Richard Rogers is Imprisoned for Life in New Jersey Jail

Richard was arrested for good on April 28, 2001, following a local officer’s decision to approach him with the claim he’d been a victim of credit card fraud just so that he’d agree to be questioned. That’s how he found himself in custody before unwittingly admitting to knowing Michael Sakara, only to then realize the police had already linked him to the murders and it was time to lawyer up. An ensuing search of his home while he was detained on a $1 million bond further uncovered a lot of circumstantial evidence, such as a date rape drug, resulting in his formal indictment.

The videotapes of horror films, a New Jersey road map, polaroids of shirtless men with stab wounds drawn on them, and highlighted passages mentioning dismemberment in his Bible all played a crucial role in the case against Roger too. He was actually offered a plea deal on October 26, 2005, since forensic technology had certainly tied him to both Thomas as well as Anthony’s cases — hence the two sole homicides he was charged with — yet he declined to decline.

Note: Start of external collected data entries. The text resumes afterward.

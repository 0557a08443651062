use console::{Emoji, style};

pub static SUCCESS_ICON: Emoji<'_, '_> = Emoji("✅ ", "");
pub static INFO_ICON: Emoji<'_, '_> = Emoji("ℹ️  ", "");
pub static WARN_ICON: Emoji<'_, '_> = Emoji("⚠️  ", "");
pub static ERROR_ICON: Emoji<'_, '_> = Emoji("❌ ", "");
pub static HOOK: Emoji<'_, '_> = Emoji("🪝 ", "");
pub static GLOBE: Emoji<'_, '_> = Emoji("🌐 ", "");
pub static GEAR: Emoji<'_, '_> = Emoji("⚙️  ", "");
pub static KEY: Emoji<'_, '_> = Emoji("🔑 ", "");

pub fn print_success(msg: &str) {
    println!("{} {}", SUCCESS_ICON, style(msg).green());
}

pub fn print_info(msg: &str) {
    println!("{} {}", INFO_ICON, style(msg).blue());
}

pub fn print_warn(msg: &str) {
    println!("{} {}", WARN_ICON, style(msg).yellow());
}

pub fn print_error(msg: &str) {
    eprintln!("{} {}", ERROR_ICON, style(msg).red().bold());
}

pub fn print_status(label: &str, msg: &str) {
    println!("  {} {}: {}", GEAR, style(label).bold().cyan(), msg);
}

pub fn print_link(label: &str, url: &str) {
    println!(
        "  {} {}: {}",
        GLOBE,
        style(label).bold(),
        style(url).underlined().cyan()
    );
}

pub fn print_secret(label: &str, value: &str) {
    println!("{} {}: {}", KEY, style(label).bold(), style(value).yellow());
}

pub fn print_banner() {
    println!();
    println!(
        "{} {}  {}",
        HOOK,
        style("hookwork").bold().cyan(),
        style(env!("CARGO_PKG_VERSION")).dim()
    );
    println!("{}\n", style("Webhook agents, run on schedule and on demand.").dim());
}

Therefore, on November 10, 2005, following a trial and 3¾ hours of deliberations, a jury found Richard guilty of both the first-degree murder counts, plus two counts of hindering his own apprehension. He was thus sentenced to two terms of 30 years to life with an additional two periods of two-and-a-half years, meaning at the age of 73, the serial killer is still behind bars today. According to the New Jersey State Department of Corrections records, he’s currently serving his two consecutive life sentences at the maximum-security New Jersey State Prison in Trenton.